Agnes Schlechtriemen-Koß: »Die Angst ist an die Hebamme delegiert. Und diese sieht es als ihre Rolle und Aufgabe, alles Erdenkliche zu tun, damit nichts passiert.« Foto: © privat

In der Geburtshilfe müssen alle Beteiligten lernen, mit Angstabwehr und -kontrolle umzugehen. Gleichzeitig beeinflussen die Gesellschaft und das Rechtssystem, wie Hebammen und Ärzt:innen mit ihren eigenen Ängsten vor Fehlern oder Schicksalen umzugehen haben. Und werdende Eltern delegieren ihre Ängste an ein vermeintlich fehlerfreies medizinisches System. Was das für die wenigen schweren Ereignisse bis hin zu Todesfällen unter der Geburt bedeutet, analysiert eine Supervisorin und Lehrerin für Pflegeberufe. 

Tara Franke: Eine Dozentin sagte einmal in einer Fortbildung, alle Hebammen hätten Angst vor einem Notfall mit Todesfolge – die eine Hälfte fürchte mehr den Tod einer Mutter durch Verbluten, die andere eher den Tod eines Kindes bei der Geburt. Ist es möglich, Geburtshilfe ohne diese Ängste zu praktizieren? Und wäre das vorteilhaft – oder eher gefährlich?

Agnes Schlechtriemen-Koß: Die Angst davor, dass eine Mutter oder ein Kind während der Geburt sterben könnten, ist ja nicht ausschließlich ein Gefühl, das Hebammen haben. Vielmehr geht es um eine ganz reale, existenzielle Gefahr für Mutter und Kind. Jede Hebamme weiß, dass so etwas passieren kann, wenn auch zum Glück sehr selten.

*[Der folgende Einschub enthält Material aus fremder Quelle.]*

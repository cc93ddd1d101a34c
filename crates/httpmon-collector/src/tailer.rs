use crate::error::{CollectorError, Result};
use std::fs::{File, Metadata};
use std::io::{Read, Seek, SeekFrom};
use std::path::{Path, PathBuf};

/// Follows a growing file and hands back complete lines.
///
/// The file is reopened on every poll. A different file behind the path
/// (rotation by rename, on unix) or a file that shrank is read again from
/// the start. A trailing line without its newline stays buffered until the
/// rest arrives.
#[derive(Debug)]
pub struct LogTailer {
    path: PathBuf,
    offset: Option<u64>,
    identity: Option<FileIdentity>,
    read_from_start: bool,
    pending: Vec<u8>,
}

/// Device and inode of the file last read.
type FileIdentity = (u64, u64);

#[cfg(unix)]
fn file_identity(meta: &Metadata) -> Option<FileIdentity> {
    use std::os::unix::fs::MetadataExt;
    Some((meta.dev(), meta.ino()))
}

#[cfg(not(unix))]
fn file_identity(_meta: &Metadata) -> Option<FileIdentity> {
    None
}

impl LogTailer {
    /// With `read_from_start` unset, lines already in the file when it is
    /// first opened are skipped.
    pub fn new(path: impl Into<PathBuf>, read_from_start: bool) -> Self {
        Self {
            path: path.into(),
            offset: None,
            identity: None,
            read_from_start,
            pending: Vec::new(),
        }
    }

    pub fn path(&self) -> &Path {
        &self.path
    }

    /// Bytes consumed so far, or `None` before the file was first opened.
    pub fn offset(&self) -> Option<u64> {
        self.offset
    }

    fn io_error(&self, source: std::io::Error) -> CollectorError {
        CollectorError::Io {
            path: self.path.display().to_string(),
            source,
        }
    }

    pub fn read_new_lines(&mut self) -> Result<Vec<String>> {
        let mut file = match File::open(&self.path) {
            Ok(file) => file,
            Err(e) => {
                // Anything written once the file shows up is new.
                if e.kind() == std::io::ErrorKind::NotFound && self.offset.is_none() {
                    self.read_from_start = true;
                }
                return Err(self.io_error(e));
            }
        };
        let meta = file.metadata().map_err(|e| self.io_error(e))?;
        let len = meta.len();
        let identity = file_identity(&meta);
        let replaced = self.offset.is_some() && identity != self.identity;
        self.identity = identity;

        let start = match self.offset {
            None if self.read_from_start => 0,
            None => len,
            Some(_) if replaced => {
                tracing::info!(
                    path = %self.path.display(),
                    "Log file replaced, reading from start"
                );
                self.pending.clear();
                0
            }
            Some(offset) if len < offset => {
                tracing::info!(
                    path = %self.path.display(),
                    previous = offset,
                    current = len,
                    "Log file shrank, reading from start"
                );
                self.pending.clear();
                0
            }
            Some(offset) => offset,
        };

        if start == len {
            self.offset = Some(start);
            return Ok(Vec::new());
        }

        file.seek(SeekFrom::Start(start))
            .map_err(|e| self.io_error(e))?;
        let mut chunk = Vec::new();
        let read = file
            .take(len - start)
            .read_to_end(&mut chunk)
            .map_err(|e| self.io_error(e))?;
        self.offset = Some(start + read as u64);
        self.pending.extend_from_slice(&chunk);

        Ok(self.drain_complete_lines())
    }

    fn drain_complete_lines(&mut self) -> Vec<String> {
        let mut lines = Vec::new();
        let mut line_start = 0;
        for (i, byte) in self.pending.iter().enumerate() {
            if *byte == b'\n' {
                let raw = String::from_utf8_lossy(&self.pending[line_start..i]);
                let line = raw.trim_end_matches('\r');
                if !line.trim().is_empty() {
                    lines.push(line.to_string());
                }
                line_start = i + 1;
            }
        }
        self.pending.drain(..line_start);
        lines
    }
}
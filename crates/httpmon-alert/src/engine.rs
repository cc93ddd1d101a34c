use crate::bucket::TrafficCounts;
use crate::error::Result;
use crate::rules::concentration::ConcentrationRule;
use crate::rules::error_rate::ErrorRateRule;
use crate::rules::traffic::TrafficRule;
use crate::window::WindowSnapshot;
use crate::AlertEvaluator;
use chrono::{DateTime, Utc};
use httpmon_common::types::{AlertEvent, AlertKind};
use serde::{Deserialize, Serialize};

#[derive(Debug, Clone, PartialEq, Serialize, Deserialize)]
pub struct AlertThresholds {
    /// Requests per second, averaged over the reporting window.
    #[serde(default = "default_traffic_threshold")]
    pub traffic_threshold: f64,
    /// Share of `5xx` responses, in `(0, 1]`.
    #[serde(default = "default_error_rate_threshold")]
    pub error_rate_threshold: f64,
    /// Requests from a single client within the reporting window.
    #[serde(default = "default_concentration_threshold")]
    pub concentration_threshold: f64,
}

impl Default for AlertThresholds {
    fn default() -> Self {
        Self {
            traffic_threshold: default_traffic_threshold(),
            error_rate_threshold: default_error_rate_threshold(),
            concentration_threshold: default_concentration_threshold(),
        }
    }
}

fn default_traffic_threshold() -> f64 {
    10.0
}

fn default_error_rate_threshold() -> f64 {
    0.05
}

fn default_concentration_threshold() -> f64 {
    2.5
}

/// Runs every registered evaluator against the same rolling totals.
pub struct AlertEngine {
    evaluators: Vec<Box<dyn AlertEvaluator>>,
}

impl AlertEngine {
    pub fn new(evaluators: Vec<Box<dyn AlertEvaluator>>) -> Self {
        Self { evaluators }
    }

    /// The three built-in evaluators, in traffic, error-rate, concentration
    /// order. Fails on the first out-of-range threshold.
    pub fn from_config(thresholds: &AlertThresholds, window_secs: f64) -> Result<Self> {
        Ok(Self::new(vec![
            Box::new(TrafficRule::new(thresholds.traffic_threshold, window_secs)?),
            Box::new(ErrorRateRule::new(
                thresholds.error_rate_threshold,
                window_secs,
            )?),
            Box::new(ConcentrationRule::new(
                thresholds.concentration_threshold,
                window_secs,
            )?),
        ]))
    }

    pub fn evaluators(&self) -> &[Box<dyn AlertEvaluator>] {
        &self.evaluators
    }

    /// Evaluate against a window snapshot, stamping events with the
    /// snapshot time.
    pub fn evaluate(&mut self, snapshot: &WindowSnapshot) -> Vec<AlertEvent> {
        self.evaluate_at(&snapshot.counts, snapshot.taken_at)
    }

    pub fn evaluate_at(&mut self, totals: &TrafficCounts, now: DateTime<Utc>) -> Vec<AlertEvent> {
        let mut events = Vec::new();
        for evaluator in &mut self.evaluators {
            if let Some(event) = evaluator.evaluate(totals, now) {
                tracing::debug!(
                    kind = %event.kind,
                    status = %event.status,
                    value = event.value,
                    threshold = event.threshold,
                    "Alert status changed"
                );
                events.push(event);
            }
        }
        events
    }

    pub fn active_kinds(&self) -> Vec<AlertKind> {
        self.evaluators
            .iter()
            .filter(|e| e.is_active())
            .map(|e| e.kind())
            .collect()
    }
}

Damit sie Mutter und Kind im Rahmen des Möglichen vor dieser Gefahr schützen kann, ist es für die Hebamme wichtig, die vorhandenen Risiken so exakt wie möglich zu kennen und in der jeweiligen Situation einschätzen und adäquat agieren zu können. Förderlich ist es dabei, wenn die Hebamme die Gefahren »exakt symbolisieren« kann.

Was bedeutet das?

Das bedeutet, sie kennt vorhandene Risiken durch ihr Fachwissen sehr detailliert, kann sie in der jeweiligen Situation einschätzen und innerlich abbilden. Sie nimmt im günstigen Falle die Bedrohung gewissermaßen in einem ganzheitlichen Sinne wahr, nicht nur »mit dem Kopf«, sondern sie lässt sie sich in gewissem Umfang auch spüren. Wenn die Hebamme die Risiken ausschließlich im Kopf klar hat und nicht auch in der konkreten Situation gefühlsmäßig wahrnimmt, läuft sie Gefahr, sich in der Situation unangemessen riskant zu verhalten.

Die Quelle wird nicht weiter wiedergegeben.